The Abbey of the Valley of the Fallen condemns some graffiti, but remains silent in the face of the drills

The Benedictine Abbey of the Holy Cross issued on June 9 an informative note, signed by its representative Antonio Torres, reporting the start of the physical works of the so-called “resignification” project of the Valley of the Fallen, which they refer to as the Valley of Cuelgamuros, the formula preferred by Pedro Sánchez’s government. According to the statement itself, the previous day various test drillings were carried out with drilling machinery on the esplanade outside the Basilica, as part of the preparatory works awarded by the “competent authorities.” The same note reports that the machinery was found covered in graffiti and messages against the civil authorities, acts that the community “roundly” condemns. The text rejects the Valley being used as a stage for offensive demonstrations against the authorities and concludes by reiterating its “confidence in the actions of the courts of justice.”

What is most significant about the note is what it omits. Faced with the arrival of the drilling machinery right up to the temple’s surroundings, the Abbey raises no objection. The test drillings are described in strictly administrative terms—“physical works” of a project “awarded by the competent authorities”—a formulation that endows them with full legality and presents them as a neutral fact. All the energy of the statement, and the only explicit condemnation it contains, is instead directed against the graffiti and those who have offended the civil authorities.

The asymmetry is hard to overlook. The community responsible for safeguarding a consecrated cemetery full of martyrs shows no qualms about those who intervene in its surroundings with drilling equipment, yet it does object to those who protest against that intervention. In this way, the order of priorities is inverted: reproach is shifted from the desecrating project to the manner in which some oppose it.

The rest of the text reinforces this impression. The “sacredness of the Basilica” is mentioned, but only to warn its defenders to stay within legal channels; and the statement closes by referring the matter to the courts. It is striking that the final word of a monastic community on the intervention in the site it guards should be confidence in the judiciary rather than a defense, in its own voice, of the sacred character of the place and the memory of its dead. The spiritual custody of a martyrial enclosure is more than mere compliance with the prevailing order.

Especially revealing is the framework in which the note chooses to place the controversy. The statement invokes the “social and democratic State governed by the rule of law” as the ultimate horizon to which all disagreement must submit. The formula, taken almost literally from Article 1 of the Constitution, is a liberal-democratic category, foreign to the language and proper mission of a monastic community. That Benedictines should measure the defense of a consecrated place by the yardstick of the current constitutional order, and not by the worship due to the martyrs they guard, reveals the extent to which they have adopted as their own coordinates that are not theirs.
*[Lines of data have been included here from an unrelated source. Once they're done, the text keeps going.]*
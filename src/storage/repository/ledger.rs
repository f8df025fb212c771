// SPDX-License-Identifier: AGPL-3.0-or-later
//
// Copyright (C) 2026 Relational Network

//! `blockchain_transactions` repository.
//!
//! Rows are appended only through [`append_entry`], which runs inside the
//! audited write transaction. `LEDGER_SEQUENCE` maps sequence numbers to row
//! ids so the chain can be walked in order.

use chrono::{DateTime, Duration, Utc};
use redb::{ReadableTable, WriteTransaction};
use serde::Deserialize;
use utoipa::IntoParams;

use super::super::audit::AuditContext;
use super::super::database::{
    all_json, current_sequence, get_json, next_sequence, put_json, Database, Page, Pagination,
    StorageError, StorageResult, LEDGER, LEDGER_SEQUENCE, NODES,
};
use crate::blockchain::{
    BlockchainNode, EntityKind, LedgerAction, LedgerEntry, LedgerStatus, NodeConfirmation,
    GENESIS_HASH,
};

/// Counter name for chain positions.
pub(crate) const LEDGER_COUNTER: &str = "ledger";

/// Filters for listing audit rows.
#[derive(Debug, Clone, Default, Deserialize, IntoParams)]
pub struct LedgerFilter {
    pub entity_type: Option<EntityKind>,
    pub entity_id: Option<String>,
    pub status: Option<LedgerStatus>,
}

impl LedgerFilter {
    fn matches(&self, entry: &LedgerEntry) -> bool {
        self.entity_type.is_none_or(|k| entry.entity_type == k)
            && self.entity_id.as_deref().is_none_or(|id| entry.entity_id == id)
            && self.status.is_none_or(|s| entry.status == s)
    }
}

/// Append a chained audit row in the caller's write transaction.
pub(crate) fn append_entry(
    txn: &WriteTransaction,
    ctx: &AuditContext,
    kind: EntityKind,
    action: LedgerAction,
    entity_id: &str,
    payload_hash: &str,
    now: DateTime<Utc>,
) -> StorageResult<LedgerEntry> {
    let sequence = next_sequence(txn, LEDGER_COUNTER)?;
    let previous_hash = if sequence == 1 {
        GENESIS_HASH.to_string()
    } else {
        let previous: LedgerEntry = {
            let order = txn.open_table(LEDGER_SEQUENCE)?;
            let previous_id = order
                .get(sequence - 1)?
                .map(|v| v.value().to_string())
                .ok_or_else(|| StorageError::NotFound(format!("ledger row #{}", sequence - 1)))?;
            let ledger = txn.open_table(LEDGER)?;
            get_json(&ledger, &previous_id)?
                .ok_or_else(|| StorageError::NotFound(format!("ledger row {previous_id}")))?
        };
        previous.tx_hash
    };

    let active = active_nodes(txn)?;
    let node_id = ctx
        .department
        .and_then(|dept| active.iter().find(|n| n.organization == dept))
        .map(|n| n.id.clone());

    let mut entry = LedgerEntry {
        id: uuid::Uuid::new_v4().to_string(),
        sequence,
        tx_hash: String::new(),
        previous_hash,
        payload_hash: payload_hash.to_string(),
        entity_type: kind,
        entity_id: entity_id.to_string(),
        action,
        actor_user_id: ctx.actor_user_id.clone(),
        node_id,
        status: LedgerStatus::Pending,
        required_confirmations: active.len().max(1) as u32,
        confirmations: Vec::new(),
        created_at: now,
        confirmed_at: None,
    };
    entry.tx_hash = entry.compute_hash();

    put_json(txn, LEDGER, &entry)?;
    let mut order = txn.open_table(LEDGER_SEQUENCE)?;
    order.insert(sequence, entry.id.as_str())?;

    Ok(entry)
}

fn active_nodes(txn: &WriteTransaction) -> StorageResult<Vec<BlockchainNode>> {
    let table = txn.open_table(NODES)?;
    let mut nodes: Vec<BlockchainNode> = all_json(&table)?;
    nodes.retain(|n| n.is_active());
    nodes.sort_by(|a, b| a.name.cmp(&b.name));
    Ok(nodes)
}

/// Read access to the audit trail plus the confirmation sweep.
pub struct LedgerRepository<'a> {
    db: &'a Database,
}

impl<'a> LedgerRepository<'a> {
    pub fn new(db: &'a Database) -> Self {
        Self { db }
    }

    pub fn get(&self, id: &str) -> StorageResult<LedgerEntry> {
        self.db
            .fetch(LEDGER, id)?
            .ok_or_else(|| StorageError::NotFound(format!("blockchain transaction {id}")))
    }

    /// Newest first.
    pub fn list(&self, filter: &LedgerFilter, pagination: Pagination) -> StorageResult<Page<LedgerEntry>> {
        let mut rows: Vec<LedgerEntry> = self.db.fetch_all(LEDGER)?;
        rows.retain(|e| filter.matches(e));
        rows.sort_by(|a, b| b.sequence.cmp(&a.sequence));
        Ok(Page::from_vec(rows, pagination))
    }

    /// Audit history of one entity, oldest first.
    pub fn list_for_entity(&self, kind: EntityKind, entity_id: &str) -> StorageResult<Vec<LedgerEntry>> {
        let mut rows: Vec<LedgerEntry> = self.db.fetch_all(LEDGER)?;
        rows.retain(|e| e.entity_type == kind && e.entity_id == entity_id);
        rows.sort_by_key(|e| e.sequence);
        Ok(rows)
    }

    /// Every row in chain order, following the sequence index.
    pub fn in_sequence(&self) -> StorageResult<Vec<LedgerEntry>> {
        self.db.read(|txn| {
            let order = txn.open_table(LEDGER_SEQUENCE)?;
            let ledger = txn.open_table(LEDGER)?;
            let mut rows = Vec::new();
            for item in order.iter()? {
                let (_, id) = item?;
                if let Some(entry) = get_json::<LedgerEntry, _>(&ledger, id.value())? {
                    rows.push(entry);
                }
            }
            Ok(rows)
        })
    }

    /// Number of rows appended so far.
    pub fn height(&self) -> StorageResult<u64> {
        self.db.read(|txn| current_sequence(txn, LEDGER_COUNTER))
    }

    pub fn pending_count(&self) -> StorageResult<usize> {
        let rows: Vec<LedgerEntry> = self.db.fetch_all(LEDGER)?;
        Ok(rows.iter().filter(|e| e.is_pending()).count())
    }

    /// Ids of pending rows created at least `delay` before `now`, read from
    /// a snapshot.
    pub fn due_ids(&self, now: DateTime<Utc>, delay: Duration) -> StorageResult<Vec<String>> {
        let mut due: Vec<LedgerEntry> = self.db.fetch_all(LEDGER)?;
        due.retain(|e| is_due(e, now, delay));
        due.sort_by_key(|e| e.sequence);
        Ok(due.into_iter().map(|e| e.id).collect())
    }

    /// Confirm every pending row created at least `delay` before `now`.
    ///
    /// Each confirmed row receives one confirmation per currently active
    /// node. Returns the rows that changed, in sequence order. An idle sweep
    /// only takes a read snapshot.
    pub fn confirm_due(&self, now: DateTime<Utc>, delay: Duration) -> StorageResult<Vec<LedgerEntry>> {
        let ids = self.due_ids(now, delay)?;
        if ids.is_empty() {
            return Ok(Vec::new());
        }
        self.db.write(|txn| {
            let mut due = Vec::with_capacity(ids.len());
            {
                let table = txn.open_table(LEDGER)?;
                for id in &ids {
                    // Re-checked: another sweep may have confirmed it since the snapshot.
                    if let Some(entry) = get_json::<LedgerEntry, _>(&table, id.as_str())? {
                        if is_due(&entry, now, delay) {
                            due.push(entry);
                        }
                    }
                }
            }
            if due.is_empty() {
                return Ok(due);
            }

            let active = active_nodes(txn)?;
            for entry in &mut due {
                entry.status = LedgerStatus::Confirmed;
                entry.confirmed_at = Some(now);
                entry.confirmations = active
                    .iter()
                    .map(|node| NodeConfirmation {
                        node_id: node.id.clone(),
                        node_name: node.name.clone(),
                        confirmed_at: now,
                    })
                    .collect();
                put_json(txn, LEDGER, &*entry)?;
            }
            Ok(due)
        })
    }
}

fn is_due(entry: &LedgerEntry, now: DateTime<Utc>, delay: Duration) -> bool {
    entry.is_pending() && entry.created_at + delay <= now
}

#[cfg(test)]
mod tests {
    use super::*;
    use crate::blockchain::hashing::verify_chain;
    use crate::models::Department;
    use crate::storage::NodeRepository;

    fn append(db: &Database, ctx: &AuditContext, entity_id: &str, at: DateTime<Utc>) -> LedgerEntry {
        db.write(|txn| append_entry(txn, ctx, EntityKind::Case, LedgerAction::Create, entity_id, "ab", at))
            .unwrap()
    }

    #[test]
    fn rows_chain_and_verify() {
        let db = Database::in_memory().unwrap();
        let ctx = AuditContext::system();
        let now = Utc::now();
        let a = append(&db, &ctx, "c1", now);
        let b = append(&db, &ctx, "c2", now);

        assert_eq!(b.previous_hash, a.tx_hash);
        let repo = LedgerRepository::new(&db);
        assert_eq!(repo.height().unwrap(), 2);
        let chain = repo.in_sequence().unwrap();
        assert!(verify_chain(&chain).valid);
    }

    #[test]
    fn submitting_node_matches_department() {
        let db = Database::in_memory().unwrap();
        NodeRepository::new(&db).seed_defaults().unwrap();
        let ctx = AuditContext::user("u1", Department::Cbi);

        let entry = append(&db, &ctx, "c1", Utc::now());
        let node = NodeRepository::new(&db).get(entry.node_id.as_deref().unwrap()).unwrap();
        assert_eq!(node.organization, Department::Cbi);
        assert_eq!(entry.required_confirmations as usize, Department::ALL.len());

        let system = append(&db, &AuditContext::system(), "c2", Utc::now());
        assert!(system.node_id.is_none());
    }

    #[test]
    fn required_confirmations_is_at_least_one() {
        let db = Database::in_memory().unwrap();
        let entry = append(&db, &AuditContext::system(), "c1", Utc::now());
        assert_eq!(entry.required_confirmations, 1);
    }

    #[test]
    fn confirm_due_only_flips_old_rows() {
        let db = Database::in_memory().unwrap();
        NodeRepository::new(&db).seed_defaults().unwrap();
        let ctx = AuditContext::system();
        let now = Utc::now();
        let old = append(&db, &ctx, "old", now - Duration::seconds(10));
        let fresh = append(&db, &ctx, "fresh", now);

        let repo = LedgerRepository::new(&db);
        let confirmed = repo.confirm_due(now, Duration::seconds(3)).unwrap();
        assert_eq!(confirmed.len(), 1);
        assert_eq!(confirmed[0].id, old.id);
        assert_eq!(confirmed[0].confirmations.len(), Department::ALL.len());

        assert_eq!(repo.get(&old.id).unwrap().status, LedgerStatus::Confirmed);
        assert_eq!(repo.get(&fresh.id).unwrap().status, LedgerStatus::Pending);
        assert_eq!(repo.pending_count().unwrap(), 1);

        // Already confirmed rows are not touched again
        assert!(repo.confirm_due(now, Duration::seconds(3)).unwrap().is_empty());
    }

    #[test]
    fn idle_sweep_finds_nothing_due() {
        let db = Database::in_memory().unwrap();
        let repo = LedgerRepository::new(&db);
        let now = Utc::now();
        assert!(repo.due_ids(now, Duration::seconds(3)).unwrap().is_empty());
        assert!(repo.confirm_due(now, Duration::seconds(3)).unwrap().is_empty());

        let ctx = AuditContext::system();
        let first = append(&db, &ctx, "c1", now - Duration::seconds(9));
        let second = append(&db, &ctx, "c2", now - Duration::seconds(8));
        append(&db, &ctx, "c3", now);
        assert_eq!(repo.due_ids(now, Duration::seconds(3)).unwrap(), vec![first.id, second.id]);

        repo.confirm_due(now, Duration::seconds(3)).unwrap();
        assert!(repo.due_ids(now, Duration::seconds(3)).unwrap().is_empty());
        assert_eq!(repo.height().unwrap(), 3);
    }

    #[test]
    fn confirmation_keeps_chain_valid() {
        let db = Database::in_memory().unwrap();
        let now = Utc::now();
        append(&db, &AuditContext::system(), "c1", now - Duration::seconds(5));
        let repo = LedgerRepository::new(&db);
        repo.confirm_due(now, Duration::seconds(1)).unwrap();
        assert!(verify_chain(&repo.in_sequence().unwrap()).valid);
    }

    #[test]
    fn list_filters_and_orders_newest_first() {
        let db = Database::in_memory().unwrap();
        let ctx = AuditContext::system();
        let now = Utc::now();
        append(&db, &ctx, "c1", now);
        append(&db, &ctx, "c2", now);
        append(&db, &ctx, "c1", now);

        let repo = LedgerRepository::new(&db);
        let all = repo.list(&LedgerFilter::default(), Pagination::default()).unwrap();
        assert_eq!(all.total, 3);
        assert_eq!(all.items[0].sequence, 3);

        let filter = LedgerFilter {
            entity_id: Some("c1".into()),
            ..Default::default()
        };
        let page = repo.list(&filter, Pagination::default()).unwrap();
        assert_eq!(page.total, 2);
        assert!(repo.get("missing").is_err());
    }
}
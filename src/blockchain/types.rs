// SPDX-License-Identifier: AGPL-3.0-or-later
//
// Copyright (C) 2026 Relational Network

//! Audit-trail types: ledger rows and verification nodes.

use chrono::{DateTime, Utc};
use serde::{Deserialize, Serialize};
use utoipa::ToSchema;

use crate::models::Department;
use crate::storage::Record;

/// Previous hash of the first row in the chain.
pub const GENESIS_HASH: &str =
    "0000000000000000000000000000000000000000000000000000000000000000";

/// Kind of entity an audit row refers to.
#[derive(Debug, Clone, Copy, PartialEq, Eq, Hash, Serialize, Deserialize, ToSchema)]
#[serde(rename_all = "snake_case")]
pub enum EntityKind {
    Case,
    Wallet,
    StrReport,
}

impl EntityKind {
    pub fn as_str(&self) -> &'static str {
        match self {
            EntityKind::Case => "case",
            EntityKind::Wallet => "wallet",
            EntityKind::StrReport => "str_report",
        }
    }

    pub fn from_str(s: &str) -> Option<Self> {
        match s {
            "case" => Some(EntityKind::Case),
            "wallet" => Some(EntityKind::Wallet),
            "str_report" => Some(EntityKind::StrReport),
            _ => None,
        }
    }
}

/// Mutation recorded by an audit row.
#[derive(Debug, Clone, Copy, PartialEq, Eq, Serialize, Deserialize, ToSchema)]
#[serde(rename_all = "snake_case")]
pub enum LedgerAction {
    Create,
    Update,
}

impl LedgerAction {
    pub fn as_str(&self) -> &'static str {
        match self {
            LedgerAction::Create => "create",
            LedgerAction::Update => "update",
        }
    }
}

#[derive(Debug, Clone, Copy, PartialEq, Eq, Serialize, Deserialize, ToSchema)]
#[serde(rename_all = "lowercase")]
pub enum LedgerStatus {
    Pending,
    Confirmed,
}

/// One node's acknowledgement of an audit row.
#[derive(Debug, Clone, Serialize, Deserialize, ToSchema)]
pub struct NodeConfirmation {
    pub node_id: String,
    pub node_name: String,
    pub confirmed_at: DateTime<Utc>,
}

/// A row of the `blockchain_transactions` table.
///
/// Rows are append-only apart from the status/confirmation fields, which the
/// confirmation worker fills in. Those fields are not part of the hash.
#[derive(Debug, Clone, Serialize, Deserialize, ToSchema)]
pub struct LedgerEntry {
    pub id: String,
    /// Position in the chain, starting at 1.
    pub sequence: u64,
    /// Hash of this row (hex SHA-256).
    pub tx_hash: String,
    pub previous_hash: String,
    /// Hash of the mutated record as serialized at commit time.
    pub payload_hash: String,
    pub entity_type: EntityKind,
    pub entity_id: String,
    pub action: LedgerAction,
    /// `None` for system-initiated mutations.
    #[serde(skip_serializing_if = "Option::is_none")]
    pub actor_user_id: Option<String>,
    /// Node that submitted the row.
    #[serde(skip_serializing_if = "Option::is_none")]
    pub node_id: Option<String>,
    pub status: LedgerStatus,
    pub required_confirmations: u32,
    #[serde(default)]
    pub confirmations: Vec<NodeConfirmation>,
    pub created_at: DateTime<Utc>,
    #[serde(skip_serializing_if = "Option::is_none")]
    pub confirmed_at: Option<DateTime<Utc>>,
}

impl Record for LedgerEntry {
    fn id(&self) -> &str {
        &self.id
    }
}

impl LedgerEntry {
    /// Recompute the row hash from its chained fields.
    pub fn compute_hash(&self) -> String {
        super::hashing::entry_hash(
            &self.previous_hash,
            self.sequence,
            self.entity_type,
            &self.entity_id,
            self.action,
            &self.payload_hash,
            &self.created_at,
        )
    }

    pub fn is_pending(&self) -> bool {
        self.status == LedgerStatus::Pending
    }
}

// =============================================================================
// Verification Nodes
// =============================================================================

#[derive(Debug, Clone, Copy, PartialEq, Eq, Serialize, Deserialize, ToSchema)]
#[serde(rename_all = "lowercase")]
pub enum NodeStatus {
    Active,
    Inactive,
    Maintenance,
}

/// A named participant that "confirms" audit rows.
#[derive(Debug, Clone, Serialize, Deserialize, ToSchema)]
pub struct BlockchainNode {
    pub id: String,
    /// Unique node name.
    pub name: String,
    pub organization: Department,
    pub endpoint: String,
    pub status: NodeStatus,
    #[serde(skip_serializing_if = "Option::is_none")]
    pub last_heartbeat_at: Option<DateTime<Utc>>,
    pub created_at: DateTime<Utc>,
    pub updated_at: DateTime<Utc>,
}

impl Record for BlockchainNode {
    fn id(&self) -> &str {
        &self.id
    }
}

impl BlockchainNode {
    pub fn is_active(&self) -> bool {
        self.status == NodeStatus::Active
    }
}

#[cfg(test)]
mod tests {
    use super::*;

    #[test]
    fn entity_kind_round_trips_through_str() {
        for kind in [EntityKind::Case, EntityKind::Wallet, EntityKind::StrReport] {
            assert_eq!(EntityKind::from_str(kind.as_str()), Some(kind));
        }
        assert_eq!(EntityKind::from_str("user"), None);
    }

    #[test]
    fn genesis_hash_is_64_zeros() {
        assert_eq!(GENESIS_HASH.len(), 64);
        assert!(GENESIS_HASH.chars().all(|c| c == '0'));
    }

    #[test]
    fn status_serializes_lowercase() {
        assert_eq!(
            serde_json::to_string(&LedgerStatus::Pending).unwrap(),
            "\"pending\""
        );
        assert_eq!(
            serde_json::to_string(&EntityKind::StrReport).unwrap(),
            "\"str_report\""
        );
    }
}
It is not a minor detail that the note is not signed by the abbot or the prior, but by a representative. The form matches the content of a text that systematically lowers its own commitment and raises deference toward civil authority.

Political times change, and it is worth keeping that in mind. When they do change, it may be worth considering whether the custody of such a singular place would not be better entrusted to a Catholic community willing to take seriously the martyrial example of what it guards.